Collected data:
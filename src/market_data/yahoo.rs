// =============================================================================
// Yahoo Finance Chart Client: daily adjusted OHLC bars
// =============================================================================
//
// Public endpoint, no signing.  One request per ticker:
//
//   GET /v8/finance/chart/{ticker}?range=5y&interval=1d&includeAdjustedClose=true
//
// Bars are adjusted for splits and dividends by scaling open/high/low/close
// with the `adjclose / close` ratio of each row.  Rows carrying a null field
// (halted sessions, partial last bar) are skipped.
// =============================================================================

use anyhow::{Context, Result};
use async_trait::async_trait;
use chrono::{DateTime, NaiveDate};
use futures_util::future::join_all;
use reqwest::header::{HeaderMap, HeaderValue, USER_AGENT};
use reqwest::StatusCode;
use tracing::{debug, info, instrument, warn};

use crate::market_data::{PriceBar, PriceProvider, PriceSeries, PriceTable};
use crate::types::LookbackPeriod;

pub const DEFAULT_BASE_URL: &str = "https://query1.finance.yahoo.com";

/// Yahoo rejects requests without a browser-like agent string.
const AGENT: &str = "Mozilla/5.0 (X11; Linux x86_64) techvol-dashboard/1.0";

#[derive(Clone)]
pub struct YahooChartClient {
    base_url: String,
    client: reqwest::Client,
}

impl YahooChartClient {
    pub fn new(base_url: impl Into<String>) -> Self {
        let mut default_headers = HeaderMap::new();
        default_headers.insert(USER_AGENT, HeaderValue::from_static(AGENT));

        let client = reqwest::Client::builder()
            .default_headers(default_headers)
            .timeout(std::time::Duration::from_secs(15))
            .build()
            .expect("failed to build reqwest client");

        let base_url = base_url.into().trim_end_matches('/').to_string();
        debug!(base_url = %base_url, "YahooChartClient initialised");

        Self { base_url, client }
    }

    /// GET the chart for one ticker and parse it into a series.
    #[instrument(skip(self), name = "yahoo::fetch_series")]
    pub async fn fetch_series(&self, ticker: &str, period: LookbackPeriod) -> Result<PriceSeries> {
        let url = format!(
            "{}/v8/finance/chart/{}?range={}&interval=1d&includeAdjustedClose=true",
            self.base_url, ticker, period
        );

        let resp = self
            .client
            .get(&url)
            .send()
            .await
            .with_context(|| format!("GET chart for {ticker} failed"))?;

        let status = resp.status();
        let text = resp
            .text()
            .await
            .with_context(|| format!("failed to read chart response for {ticker}"))?;
        let body = decode_chart_body(ticker, status, &text)?;

        let series = parse_chart(ticker, &body)?;
        debug!(ticker, rows = series.len(), "chart fetched");
        Ok(series)
    }
}

#[async_trait]
impl PriceProvider for YahooChartClient {
    async fn fetch(&self, tickers: &[String], period: LookbackPeriod) -> Result<PriceTable> {
        let requests = tickers.iter().map(|t| self.fetch_series(t, period));
        let results = join_all(requests).await;

        let mut table = PriceTable::new();
        for (ticker, result) in tickers.iter().zip(results) {
            match result {
                Ok(series) if series.is_empty() => {
                    warn!(ticker = %ticker, "chart returned no usable rows, ticker skipped");
                }
                Ok(series) => table.insert(series),
                Err(e) => {
                    warn!(ticker = %ticker, error = %e, "ticker fetch failed, ticker skipped");
                }
            }
        }

        if table.is_empty() && !tickers.is_empty() {
            anyhow::bail!("no ticker of {} could be fetched", tickers.len());
        }

        info!(
            requested = tickers.len(),
            fetched = table.len(),
            period = %period,
            "price table assembled"
        );
        Ok(table)
    }
}

impl std::fmt::Debug for YahooChartClient {
    fn fmt(&self, f: &mut std::fmt::Formatter<'_>) -> std::fmt::Result {
        f.debug_struct("YahooChartClient")
            .field("base_url", &self.base_url)
            .finish()
    }
}

// ---------------------------------------------------------------------------
// Response parsing
// ---------------------------------------------------------------------------

/// Check the HTTP status before decoding, so a non-JSON error page (rate
/// limit, gateway error) still reports the status it came with.
fn decode_chart_body(ticker: &str, status: StatusCode, text: &str) -> Result<serde_json::Value> {
    if !status.is_success() {
        let detail = serde_json::from_str::<serde_json::Value>(text)
            .ok()
            .map(|v| v["chart"]["error"].to_string())
            .unwrap_or_else(|| text.chars().take(200).collect());
        anyhow::bail!("chart endpoint returned {} for {}: {}", status, ticker, detail);
    }
    serde_json::from_str(text).with_context(|| format!("failed to parse chart response for {ticker}"))
}

/// Parse the `chart.result[0]` envelope into an adjusted daily series.
///
/// Expected shape:
/// ```json
/// { "chart": { "result": [ {
///     "meta": { "gmtoffset": -14400 },
///     "timestamp": [1700000000, ...],
///     "indicators": {
///         "quote": [ { "open": [...], "high": [...], "low": [...], "close": [...] } ],
///         "adjclose": [ { "adjclose": [...] } ]
///     } } ], "error": null } }
/// ```
pub fn parse_chart(ticker: &str, body: &serde_json::Value) -> Result<PriceSeries> {
    let result = body["chart"]["result"]
        .as_array()
        .and_then(|arr| arr.first())
        .with_context(|| format!("chart response for {ticker} has no result"))?;

    let gmtoffset = result["meta"]["gmtoffset"].as_i64().unwrap_or(0);

    let timestamps = match result["timestamp"].as_array() {
        Some(ts) => ts,
        // A valid ticker with no trading days in range.
        None => return Ok(PriceSeries::from_unsorted(ticker, Vec::new())?),
    };

    let quote = &result["indicators"]["quote"][0];
    let opens = column(quote, "open", ticker)?;
    let highs = column(quote, "high", ticker)?;
    let lows = column(quote, "low", ticker)?;
    let closes = column(quote, "close", ticker)?;
    let adjcloses = result["indicators"]["adjclose"][0]["adjclose"].as_array();

    let mut bars = Vec::with_capacity(timestamps.len());
    for (i, ts) in timestamps.iter().enumerate() {
        let Some(date) = ts.as_i64().and_then(|t| trading_date(t, gmtoffset)) else {
            warn!(ticker, index = i, "skipping row with invalid timestamp");
            continue;
        };

        let values = (
            value_at(opens, i),
            value_at(highs, i),
            value_at(lows, i),
            value_at(closes, i),
        );
        let (Some(open), Some(high), Some(low), Some(close)) = values else {
            continue;
        };

        let ratio = match adjcloses.and_then(|a| value_at(a, i)) {
            Some(adj) if close != 0.0 => adj / close,
            _ => 1.0,
        };

        bars.push(PriceBar::new(
            date,
            open * ratio,
            high * ratio,
            low * ratio,
            close * ratio,
        ));
    }

    Ok(PriceSeries::from_unsorted(ticker, bars)?)
}

fn column<'a>(quote: &'a serde_json::Value, name: &str, ticker: &str) -> Result<&'a Vec<serde_json::Value>> {
    quote[name]
        .as_array()
        .with_context(|| format!("chart response for {ticker} is missing quote.{name}"))
}

fn value_at(values: &[serde_json::Value], i: usize) -> Option<f64> {
    values.get(i).and_then(serde_json::Value::as_f64).filter(|v| v.is_finite())
}

/// Exchange-local calendar date of a bar timestamp.
fn trading_date(timestamp: i64, gmtoffset: i64) -> Option<NaiveDate> {
    DateTime::from_timestamp(timestamp + gmtoffset, 0).map(|dt| dt.date_naive())
}

// ---------------------------------------------------------------------------
// Tests
// ---------------------------------------------------------------------------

## YOUR TASK
Nothing in the records above may be left out when you repeat them exactly.

## ANSWER BOX
filename src/market_data/yahoo.rs
// =============================================================================
// Yahoo Finance Chart Client: daily adjusted OHLC bars
// =============================================================================
//
// Public endpoint, no signing.  One request per ticker:
//
//   GET /v8/finance/chart/{ticker}?range=5y&interval=1d&includeAdjustedClose=true
//
// Bars are adjusted for splits and dividends by scaling open/high/low/close
// with the `adjclose / close` ratio of each row.  Rows carrying a null field
// (halted sessions, partial last bar) are skipped.
// =============================================================================

use anyhow::{Context, Result};
use async_trait::async_trait;
use chrono::{DateTime, NaiveDate};
use futures_util::future::join_all;
use reqwest::header::{HeaderMap, HeaderValue, USER_AGENT};
use reqwest::StatusCode;
use tracing::{debug, info, instrument, warn};

use crate::market_data::{PriceBar, PriceProvider, PriceSeries, PriceTable};
use crate::types::LookbackPeriod;

pub const DEFAULT_BASE_URL: &str = "https://query1.finance.yahoo.com";

/// Yahoo rejects requests without a browser-like agent string.
const AGENT: &str = "Mozilla/5.0 (X11; Linux x86_64) techvol-dashboard/1.0";

#[derive(Clone)]
pub struct YahooChartClient {
    base_url: String,
    client: reqwest::Client,
}

impl YahooChartClient {
    pub fn new(base_url: impl Into<String>) -> Self {
        let mut default_headers = HeaderMap::new();
        default_headers.insert(USER_AGENT, HeaderValue::from_static(AGENT));

        let client = reqwest::Client::builder()
            .default_headers(default_headers)
            .timeout(std::time::Duration::from_secs(15))
            .build()
            .expect("failed to build reqwest client");

        let base_url = base_url.into().trim_end_matches('/').to_string();
        debug!(base_url = %base_url, "YahooChartClient initialised");

        Self { base_url, client }
    }

    /// GET the chart for one ticker and parse it into a series.
    #[instrument(skip(self), name = "yahoo::fetch_series")]
    pub async fn fetch_series(&self, ticker: &str, period: LookbackPeriod) -> Result<PriceSeries> {
        let url = format!(
            "{}/v8/finance/chart/{}?range={}&interval=1d&includeAdjustedClose=true",
            self.base_url, ticker, period
        );

        let resp = self
            .client
            .get(&url)
            .send()
            .await
            .with_context(|| format!("GET chart for {ticker} failed"))?;

        let status = resp.status();
        let text = resp
            .text()
            .await
            .with_context(|| format!("failed to read chart response for {ticker}"))?;
        let body = decode_chart_body(ticker, status, &text)?;

        let series = parse_chart(ticker, &body)?;
        debug!(ticker, rows = series.len(), "chart fetched");
        Ok(series)
    }
}

#[async_trait]
impl PriceProvider for YahooChartClient {
    async fn fetch(&self, tickers: &[String], period: LookbackPeriod) -> Result<PriceTable> {
        let requests = tickers.iter().map(|t| self.fetch_series(t, period));
        let results = join_all(requests).await;

        let mut table = PriceTable::new();
        for (ticker, result) in tickers.iter().zip(results) {
            match result {
                Ok(series) if series.is_empty() => {
                    warn!(ticker = %ticker, "chart returned no usable rows, ticker skipped");
                }
                Ok(series) => table.insert(series),
                Err(e) => {
                    warn!(ticker = %ticker, error = %e, "ticker fetch failed, ticker skipped");
                }
            }
        }

        if table.is_empty() && !tickers.is_empty() {
            anyhow::bail!("no ticker of {} could be fetched", tickers.len());
        }

        info!(
            requested = tickers.len(),
            fetched = table.len(),
            period = %period,
            "price table assembled"
        );
        Ok(table)
    }
}

impl std::fmt::Debug for YahooChartClient {
    fn fmt(&self, f: &mut std::fmt::Formatter<'_>) -> std::fmt::Result {
        f.debug_struct("YahooChartClient")
            .field("base_url", &self.base_url)
            .finish()
    }
}

// ---------------------------------------------------------------------------
// Response parsing
// ---------------------------------------------------------------------------

/// Check the HTTP status before decoding, so a non-JSON error page (rate
/// limit, gateway error) still reports the status it came with.
fn decode_chart_body(ticker: &str, status: StatusCode, text: &str) -> Result<serde_json::Value> {
    if !status.is_success() {
        let detail = serde_json::from_str::<serde_json::Value>(text)
            .ok()
            .map(|v| v["chart"]["error"].to_string())
            .unwrap_or_else(|| text.chars().take(200).collect());
        anyhow::bail!("chart endpoint returned {} for {}: {}", status, ticker, detail);
    }
    serde_json::from_str(text).with_context(|| format!("failed to parse chart response for {ticker}"))
}

/// Parse the `chart.result[0]` envelope into an adjusted daily series.
///
/// Expected shape:
/// ```json
/// { "chart": { "result": [ {
///     "meta": { "gmtoffset": -14400 },
///     "timestamp": [1700000000, ...],
///     "indicators": {
///         "quote": [ { "open": [...], "high": [...], "low": [...], "close": [...] } ],
///         "adjclose": [ { "adjclose": [...] } ]
///     } } ], "error": null } }
/// ```
pub fn parse_chart(ticker: &str, body: &serde_json::Value) -> Result<PriceSeries> {
    let result = body["chart"]["result"]
        .as_array()
        .and_then(|arr| arr.first())
        .with_context(|| format!("chart response for {ticker} has no result"))?;

    let gmtoffset = result["meta"]["gmtoffset"].as_i64().unwrap_or(0);

    let timestamps = match result["timestamp"].as_array() {
        Some(ts) => ts,
        // A valid ticker with no trading days in range.
        None => return Ok(PriceSeries::from_unsorted(ticker, Vec::new())?),
    };

    let quote = &result["indicators"]["quote"][0];
    let opens = column(quote, "open", ticker)?;
    let highs = column(quote, "high", ticker)?;
    let lows = column(quote, "low", ticker)?;
    let closes = column(quote, "close", ticker)?;
    let adjcloses = result["indicators"]["adjclose"][0]["adjclose"].as_array();

    let mut bars = Vec::with_capacity(timestamps.len());
    for (i, ts) in timestamps.iter().enumerate() {
        let Some(date) = ts.as_i64().and_then(|t| trading_date(t, gmtoffset)) else {
            warn!(ticker, index = i, "skipping row with invalid timestamp");
            continue;
        };

        let values = (
            value_at(opens, i),
            value_at(highs, i),
            value_at(lows, i),
            value_at(closes, i),
        );
        let (Some(open), Some(high), Some(low), Some(close)) = values else {
            continue;
        };

        let ratio = match adjcloses.and_then(|a| value_at(a, i)) {
            Some(adj) if close != 0.0 => adj / close,
            _ => 1.0,
        };

        bars.push(PriceBar::new(
            date,
            open * ratio,
            high * ratio,
            low * ratio,
            close * ratio,
        ));
    }

    Ok(PriceSeries::from_unsorted(ticker, bars)?)
}

fn column<'a>(quote: &'a serde_json::Value, name: &str, ticker: &str) -> Result<&'a Vec<serde_json::Value>> {
    quote[name]
        .as_array()
        .with_context(|| format!("chart response for {ticker} is missing quote.{name}"))
}

fn value_at(values: &[serde_json::Value], i: usize) -> Option<f64> {
    values.get(i).and_then(serde_json::Value::as_f64).filter(|v| v.is_finite())
}

/// Exchange-local calendar date of a bar timestamp.
fn trading_date(timestamp: i64, gmtoffset: i64) -> Option<NaiveDate> {
    DateTime::from_timestamp(timestamp + gmtoffset, 0).map(|dt| dt.date_naive())
}

// ---------------------------------------------------------------------------
// Tests
// ---------------------------------------------------------------------------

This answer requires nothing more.